EXERCISE OBJECTIVE: From the entries below, output the line with "directory does not exist" and each following line up to and including the line with "contain the tiddler", exactly as written.

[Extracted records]
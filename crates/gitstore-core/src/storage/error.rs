//! Storage error handling
//!
//! Provides typed errors for store operations with descriptive messages
//! and recovery suggestions.

use std::io;
use std::path::PathBuf;
use thiserror::Error;

use crate::lock::StoreLockError;

/// Errors that can occur during store operations
#[derive(Error, Debug)]
pub enum StoreError {
    /// The per-tiddler write lock could not be obtained
    #[error(transparent)]
    Lock(#[from] StoreLockError),

    /// Tiddler file does not exist
    #[error("Tiddler '{title}' not found in bag '{bag}'")]
    NoTiddler { bag: String, title: String },

    /// Bag directory does not exist
    #[error("Bag '{name}' not found")]
    NoBag { name: String },

    /// The file exists but no commit in the history touches it
    #[error("'{path}' exists on disk but has no revision history")]
    HistoryInconsistency { path: String },

    /// A requested revision does not contain the tiddler
    #[error("Revision {revision} has no content for '{path}'")]
    RevisionNotFound { revision: String, path: String },

    /// Bag or tiddler name cannot be stored
    #[error("Invalid name '{name}': {reason}")]
    InvalidName { name: String, reason: &'static str },

    /// Tiddler text could not be parsed
    #[error("Cannot deserialize tiddler: {details}")]
    Serialization { details: String },

    /// Permission denied accessing path
    #[error("Permission denied: cannot access '{path}'. Check file permissions.")]
    PermissionDenied {
        path: PathBuf,
        #[source]
        source: io::Error,
    },

    /// Disk is full or quota exceeded
    #[error(
        "Disk full or quota exceeded while writing to '{path}'. Free up disk space and try again."
    )]
    DiskFull {
        path: PathBuf,
        #[source]
        source: io::Error,
    },

    /// Failed to read file
    #[error("Failed to read '{path}': {source}")]
    ReadError {
        path: PathBuf,
        #[source]
        source: io::Error,
    },

    /// Failed to write file
    #[error("Failed to write '{path}': {source}")]
    WriteError {
        path: PathBuf,
        #[source]
        source: io::Error,
    },

    /// File not found (when expected to exist)
    #[error("File not found: '{path}'")]
    NotFound { path: PathBuf },

    /// Repository error from the revision backend
    #[error("Git error: {0}")]
    Git(#[from] git2::Error),
}

impl StoreError {
    /// Create an error from an I/O error with path context
    ///
    /// Classifies the error based on its kind (permission, disk full, etc.)
    pub fn from_io(error: io::Error, path: PathBuf) -> Self {
        match error.kind() {
            io::ErrorKind::PermissionDenied => StoreError::PermissionDenied {
                path,
                source: error,
            },
            io::ErrorKind::NotFound => StoreError::NotFound { path },
            _ if is_disk_full_error(&error) => StoreError::DiskFull {
                path,
                source: error,
            },
            _ => StoreError::WriteError {
                path,
                source: error,
            },
        }
    }

    /// Like `from_io`, but unclassified failures are reported as reads
    pub fn from_read(error: io::Error, path: PathBuf) -> Self {
        match StoreError::from_io(error, path) {
            StoreError::WriteError { path, source } => StoreError::ReadError { path, source },
            other => other,
        }
    }

    /// Get a recovery suggestion for this error
    pub fn recovery_suggestion(&self) -> Option<&'static str> {
        match self {
            StoreError::Lock(_) => {
                Some("Another writer is holding the tiddler. Retry the write shortly.")
            }
            StoreError::DiskFull { .. } => Some("Free up disk space and try again."),
            StoreError::PermissionDenied { .. } => {
                Some("Check file and directory permissions on the store root.")
            }
            StoreError::HistoryInconsistency { .. } => {
                Some("The file was written without a commit. Put the tiddler again to record it.")
            }
            _ => None,
        }
    }
}

/// Check if an I/O error indicates disk full condition
fn is_disk_full_error(error: &io::Error) -> bool {
    let msg = error.to_string().to_lowercase();
    msg.contains("no space left")
        || msg.contains("disk full")
        || msg.contains("quota exceeded")
        || msg.contains("not enough space")
}

/// Result type for store operations
pub type StoreResult<T> = Result<T, StoreError>;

RESPONSE BELOW:
    /// Bag directory does not exist
    #[error("Bag '{name}' not found")]
    NoBag { name: String },

    /// The file exists but no commit in the history touches it
    #[error("'{path}' exists on disk but has no revision history")]
    HistoryInconsistency { path: String },

    /// A requested revision does not contain the tiddler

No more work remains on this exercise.